We do not need a huge arsenal, they argued. Instead, we could deter future enemies merely by showing that we have the capability to build new weapons when we need them. The essay was titled “Long Shadows and Virtual Swords.”
Fast-forward to Dec. 18.
In a Washington, D.C., news conference, the man in charge of the U.S. nuclear weapons design and manufacturing process seemed to be echoing Gold and Wagner.
“Because our nuclear weapons stockpile is decreasing, the United States’ future deterrent cannot be based on the old Cold War model of the number of weapons,” said Thomas D’Agostino, head of the National Nuclear Security Administration. “Rather, it must be based on the capability to respond to any national security situation, and make weapons only if necessary.”

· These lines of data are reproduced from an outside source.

//! Gao-Rexford BGP propagation simulator.
//!
//! Reads a CAIDA-style AS relationship file and a set of origin
//! announcements, propagates the announcements through the provider
//! hierarchy under the Gao-Rexford export policy (with optional Route Origin
//! Validation), and writes the resulting per-AS routing tables to
//! `ribs.csv`.

#![deny(missing_docs)]
#![allow(dead_code)]

mod bgp;
mod graph;
mod io;
mod rank;
mod simulator;
mod types;

pub use types::*;

#[cfg(test)]
mod test;

use clap::error::ErrorKind;
use clap::Parser;
use log::info;
use simulator::Simulator;
use std::path::{Path, PathBuf};
use std::process::ExitCode;

/// Command line arguments
#[derive(Parser, Debug)]
#[command(name = "ribsim")]
struct Args {
    /// Path to the AS relationships file (CAIDA format)
    #[arg(long, value_name = "FILE")]
    relationships: PathBuf,
    /// Path to the announcements CSV file
    #[arg(long, value_name = "FILE")]
    announcements: PathBuf,
    /// Path to the ROV-enabled ASNs file
    #[arg(long, value_name = "FILE")]
    rov_asns: Option<PathBuf>,
}

/// main function
fn main() -> ExitCode {
    pretty_env_logger::init();

    // any argument error exits with code 1; only --help exits with 0
    let args = match Args::try_parse() {
        Ok(args) => args,
        Err(e) if matches!(e.kind(), ErrorKind::DisplayHelp | ErrorKind::DisplayVersion) => {
            let _ = e.print();
            return ExitCode::SUCCESS;
        }
        Err(e) => {
            let _ = e.print();
            return ExitCode::FAILURE;
        }
    };

    match run(&args) {
        Ok(()) => ExitCode::SUCCESS,
        Err(e) => {
            eprintln!("Error: {}", e);
            ExitCode::FAILURE
        }
    }
}

/// Load the inputs, run the propagation, and export the RIBs.
fn run(args: &Args) -> Result<(), SimError> {
    info!(
        "Loading AS relationships from {}...",
        args.relationships.display()
    );
    let graph = io::relationships_from_path(&args.relationships)?;
    graph.log_stats();

    let mut sim = Simulator::new(graph);

    if let Some(path) = &args.rov_asns {
        info!("Loading ROV ASNs from {}...", path.display());
        let rov_asns = io::rov_asns_from_path(path)?;
        info!("Loaded {} ROV-enabled ASes", rov_asns.len());
        sim.set_rov_asns(rov_asns);
    }

    info!(
        "Loading announcements from {}...",
        args.announcements.display()
    );
    for ann in io::announcements_from_path(&args.announcements)? {
        sim.seed_announcement(ann.origin, ann.prefix, ann.rov_invalid);
    }

    sim.propagate()?;

    let out = Path::new("ribs.csv");
    info!("Exporting RIBs to {}...", out.display());
    io::write_ribs_to_path(&sim, out)?;
    info!("Total RIB entries: {}", sim.rib_count());
    Ok(())
}
//! Module flattening the customer-provider hierarchy into ranks.

use crate::bgp::Relation;
use crate::graph::AsGraph;
use crate::Asn;
use log::debug;
use std::collections::HashMap;

/// Assignment of every AS to a level of the provider hierarchy. Rank 0 holds
/// the ASes without customers; every other rank holds the ASes whose
/// customers all sit at strictly lower ranks.
#[derive(Debug, Default)]
pub struct RankIndex {
    rank_of: HashMap<Asn, usize>,
    groups: Vec<Vec<Asn>>,
}

impl RankIndex {
    /// Kahn-style level-wave ordering over the customer-to-provider edges.
    /// Every wave drains the ASes whose remaining customer count reached
    /// zero, assigns them the current rank, and credits their providers.
    /// ASes on a customer-provider cycle never drain and stay unranked;
    /// callers must run the cycle check first.
    pub fn flatten(graph: &AsGraph) -> Self {
        debug!("Flattening graph with {} ASNs...", graph.num_asns());

        let mut customer_count: HashMap<Asn, usize> = graph
            .asns()
            .map(|asn| (asn, graph.customer_count(asn)))
            .collect();

        let mut rank_of = HashMap::new();
        let mut groups: Vec<Vec<Asn>> = Vec::new();
        let mut wave: Vec<Asn> = graph.asns().filter(|asn| customer_count[asn] == 0).collect();

        while !wave.is_empty() {
            let rank = groups.len();
            let mut next = Vec::new();
            for &asn in &wave {
                rank_of.insert(asn, rank);
                for (provider, rel) in graph.neighbors(asn) {
                    if rel != Relation::CustomerToProvider {
                        continue;
                    }
                    if let Some(count) = customer_count.get_mut(&provider) {
                        *count -= 1;
                        if *count == 0 {
                            next.push(provider);
                        }
                    }
                }
            }
            groups.push(wave);
            wave = next;
        }

        debug!(
            "Found {} rank-0 ASNs",
            groups.first().map(|group| group.len()).unwrap_or(0)
        );
        debug!("Graph flattened into {} ranks", groups.len());
        for (rank, group) in groups.iter().enumerate() {
            debug!("  Rank {}: {} ASNs", rank, group.len());
        }

        Self { rank_of, groups }
    }

    /// Rank of an AS, `None` if the flattening never drained it
    pub fn rank_of(&self, asn: Asn) -> Option<usize> {
        self.rank_of.get(&asn).copied()
    }

    /// Number of ranks
    pub fn num_ranks(&self) -> usize {
        self.groups.len()
    }

    /// The rank groups, bottom of the hierarchy first. Within a group, ASes
    /// appear in the order the flattening drained them.
    pub fn groups(&self) -> &[Vec<Asn>] {
        &self.groups
    }
}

I created a text version of the Gold and Wagner paper because I can’t find it anyway on-line. (It probably has more than a couple of typos from the OCR recognition software — feel free to e-mail corrections.)
I really think this is the only argument that NNSA has going for nuclear weapons programs, including whatever stockpile work will come after RRW. I never got around to flagging the idea, even after Joe Martz made a pretty decent case to the San Francisco Chronicle‘s Jim Sterngold. Martz, speaking to Fleck, aptly argued “My work becomes the deterrent, not so much the products of my work.”
I may just be a sucker for the “virtual swords” thing, having got my start in Washington working for Mike “Virtual Nuclear Arsenals” Mazarr. But it seems to me that, at some point, we need a bipartisan consensus on what the labs are supposed to do in post-arms race world. And that requires a vision of what it is that nuclear weapons do in that world.
Now, don’t get me wrong — a “virtual swords” concept should not be an excuse to fund an infrastructure better sized to a nuclear weapons stockpile of 10,000 than 1,000 (see the Modern Pit Facility). And my politics are not those of Gold and Wagner. But I can see how prudent investments in our defense industrial base, most importantly the people, can provide a hedge that enables deep reductions in our bloated nuclear stockpile that could safely number in the hundreds, rather than thousands, of weapons.
I would argue that NNSA officials failed to secure Congressional support for a variety of multi-billion dollar initiatives — including funding for the Modern Pit Facility, Robust Nuclear Earth Penetrator and Reliable Replacement Warhead — precisely because these programs were conceived, articulated and implemented as part of a stockpile that looks liked a smaller version of the Cold War stockpile, instead of a stockpile based on the reality that much of the deterrent benefit from our nuclear stockpile is existential in nature.
It seems to me that fact — that the deterrent benefit accrues through the weapons existence and is robust across disparities in the technical details — forms to core of my answer to Cheryl Rofer’s excellent challenge to bloggers to articulate a new nuclear posture.